The objective of this study was to evaluate the potential of PCI for estimating the location and concentration of therapeutic agents delivered by FUS-BBBD. 64Cu-AuNCs were used as model agents because they are chemically stable, biocompatible, easily functionalized by labeling, and constitute a promising theranostic nanomedicine in their own right41,42,43. In vivo PET imaging was used to quantify the spatial distribution of 64Cu-AuNCs in the brain after FUS-BBBD treatment and correlate it with the cavitation activity detected by PCI during FUS-BBBD treatment. We demonstrated that PCI was capable of pixel-wise estimation of the delivered 64Cu-AuNCs concentration, a technique that we named as cavitation dose painting.

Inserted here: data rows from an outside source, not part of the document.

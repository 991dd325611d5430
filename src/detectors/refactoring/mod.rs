//! Modularity issue detection and refactor planning.
//!
//! [`IssueDetector`] applies the threshold rules in [`IssueThresholds`] to the
//! structural records, metrics, relationship graph and duplicate pairs of one
//! file. [`planner::RefactorPlanner`] turns each issue into a suggestion.

pub mod clustering;
mod detection_rules;
pub mod planner;

pub use clustering::cluster_functions;
pub use detection_rules::{IssueContext, IssueDetector};
pub use planner::{
    EstimatedImpact, PlannerConfig, RefactorPlanner, RefactorStep, Suggestion, SuggestionAction,
};

use std::fmt;

use serde::{Deserialize, Serialize};

use crate::core::config::validation::{
    validate_percentage, validate_positive_usize, validate_unit_range,
};
use crate::core::errors::Result;
use crate::detectors::clone_detection::DuplicatePair;
use crate::detectors::complexity::FileMetrics;

/// Issue severity. Declaration order is the report order.
#[derive(Debug, Clone, Copy, PartialEq, Eq, PartialOrd, Ord, Hash, Serialize, Deserialize)]
#[serde(rename_all = "lowercase")]
pub enum Severity {
    Critical,
    High,
    Medium,
    Low,
}

impl Severity {
    /// Sort rank, lower comes first.
    pub fn rank(self) -> u8 {
        match self {
            Severity::Critical => 0,
            Severity::High => 1,
            Severity::Medium => 2,
            Severity::Low => 3,
        }
    }

    pub fn as_str(self) -> &'static str {
        match self {
            Severity::Critical => "critical",
            Severity::High => "high",
            Severity::Medium => "medium",
            Severity::Low => "low",
        }
    }
}

impl fmt::Display for Severity {
    fn fmt(&self, f: &mut fmt::Formatter<'_>) -> fmt::Result {
        f.write_str(self.as_str())
    }
}

/// Complex function entry of a `complex_functions` issue.
#[derive(Debug, Clone, PartialEq, Eq, Serialize, Deserialize)]
pub struct ComplexFunction {
    pub name: String,
    pub complexity: u32,
    pub line: usize,
}

/// Long function entry of a `god_functions` issue.
#[derive(Debug, Clone, PartialEq, Eq, Serialize, Deserialize)]
pub struct LongFunction {
    pub name: String,
    /// Number of lines in the function source
    pub lines: usize,
    pub line: usize,
}

/// Rule-specific issue payload, tagged by issue type.
#[derive(Debug, Clone, PartialEq, Serialize, Deserialize)]
#[serde(tag = "type", rename_all = "snake_case")]
pub enum IssueDetails {
    LargeFile {
        sloc: usize,
        metrics: FileMetrics,
    },
    TooManyFunctions {
        count: usize,
    },
    ComplexFunctions {
        functions: Vec<ComplexFunction>,
    },
    InternalDuplication {
        duplicates: Vec<DuplicatePair>,
        count: usize,
        high_similarity_count: usize,
    },
    OrphanFunctions {
        functions: Vec<String>,
        count: usize,
    },
    GodFunctions {
        functions: Vec<LongFunction>,
    },
    LowMaintainability {
        score: f64,
    },
    MixedResponsibilities {
        cohesion: f64,
    },
    ProceduralStyle {
        function_count: usize,
    },
}

impl IssueDetails {
    /// Issue type name as serialized.
    pub fn type_name(&self) -> &'static str {
        match self {
            IssueDetails::LargeFile { .. } => "large_file",
            IssueDetails::TooManyFunctions { .. } => "too_many_functions",
            IssueDetails::ComplexFunctions { .. } => "complex_functions",
            IssueDetails::InternalDuplication { .. } => "internal_duplication",
            IssueDetails::OrphanFunctions { .. } => "orphan_functions",
            IssueDetails::GodFunctions { .. } => "god_functions",
            IssueDetails::LowMaintainability { .. } => "low_maintainability",
            IssueDetails::MixedResponsibilities { .. } => "mixed_responsibilities",
            IssueDetails::ProceduralStyle { .. } => "procedural_style",
        }
    }
}

/// A detected modularity problem.
#[derive(Debug, Clone, PartialEq, Serialize, Deserialize)]
pub struct Issue {
    #[serde(flatten)]
    pub details: IssueDetails,
    pub severity: Severity,
    pub description: String,
}

impl Issue {
    pub fn new(details: IssueDetails, severity: Severity, description: impl Into<String>) -> Self {
        Self {
            details,
            severity,
            description: description.into(),
        }
    }

    pub fn type_name(&self) -> &'static str {
        self.details.type_name()
    }
}

/// Thresholds for every issue rule. Comparisons are strict.
#[derive(Debug, Clone, PartialEq, Serialize, Deserialize)]
#[serde(default)]
pub struct IssueThresholds {
    /// `large_file` above this SLOC
    pub max_sloc: usize,
    /// `too_many_functions` above this function count
    pub max_functions: usize,
    /// `complex_functions` above this cyclomatic complexity
    pub max_complexity: u32,
    /// `internal_duplication` is high severity above this many high pairs
    pub high_similarity_pairs: usize,
    /// `orphan_functions` above this many uncalled public functions
    pub min_orphans: usize,
    /// `god_functions` above this many source lines
    pub max_function_lines: usize,
    /// `low_maintainability` below this index
    pub min_maintainability: f64,
    /// `mixed_responsibilities` below this cohesion
    pub min_cohesion: f64,
    /// `mixed_responsibilities` also needs more functions than this
    pub mixed_responsibility_min_functions: usize,
    /// `procedural_style` above this function count in a class-free file
    pub procedural_min_functions: usize,
    /// Names never reported as orphans
    pub orphan_exempt_names: Vec<String>,
    /// Names containing this are never reported as orphans
    pub orphan_exempt_substring: String,
}

impl Default for IssueThresholds {
    fn default() -> Self {
        Self {
            max_sloc: 500,
            max_functions: 20,
            max_complexity: 10,
            high_similarity_pairs: 3,
            min_orphans: 5,
            max_function_lines: 50,
            min_maintainability: 65.0,
            min_cohesion: 0.30,
            mixed_responsibility_min_functions: 10,
            procedural_min_functions: 15,
            orphan_exempt_names: vec!["main".to_string(), "__init__".to_string()],
            orphan_exempt_substring: "test_".to_string(),
        }
    }
}

impl IssueThresholds {
    pub fn validate(&self) -> Result<()> {
        validate_positive_usize(self.max_sloc, "max_sloc")?;
        validate_positive_usize(self.max_function_lines, "max_function_lines")?;
        validate_percentage(self.min_maintainability, "min_maintainability")?;
        validate_unit_range(self.min_cohesion, "min_cohesion")?;
        Ok(())
    }

    /// Whether `name` can never be an orphan.
    pub fn is_orphan_exempt(&self, name: &str) -> bool {
        self.orphan_exempt_names.iter().any(|exempt| exempt == name)
            || (!self.orphan_exempt_substring.is_empty()
                && name.contains(&self.orphan_exempt_substring))
    }
}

Using an experimental setup illustrated in Fig. 1, PCI successfully recorded the spatiotemporal dynamics of microbubble cavitation activity in the mouse brain during FUS treatment. Figure 2A displays representative SC level maps (used to quantify the stable cavitation activity at individual time points) acquired at different time points (1 s and 60 s) during the treatment. PCI recorded the spatial distribution of the cavitation activity over time. Figure 2B shows the corresponding SCD map, which was generated by integrating the SC level over the whole FUS treatment duration for each pixel to quantify the total cavitation energy. Figure 2C shows the SC level over time at one representative pixel (indicated by the cross in Fig. 2B). The SC level increased immediately after bolus injection of the microbubbles and then showed the trend of decrease over time. Figure 2D–F present the corresponding IC level map, IC dose (ICD) map, and IC level-time curve, which all showed that the microbubble IC activity was at the noise level. PCI data was acquired successfully in eight out of nine mice. The failure to perform PCI in one mouse was due to the malfunction of the ultrasound imaging system.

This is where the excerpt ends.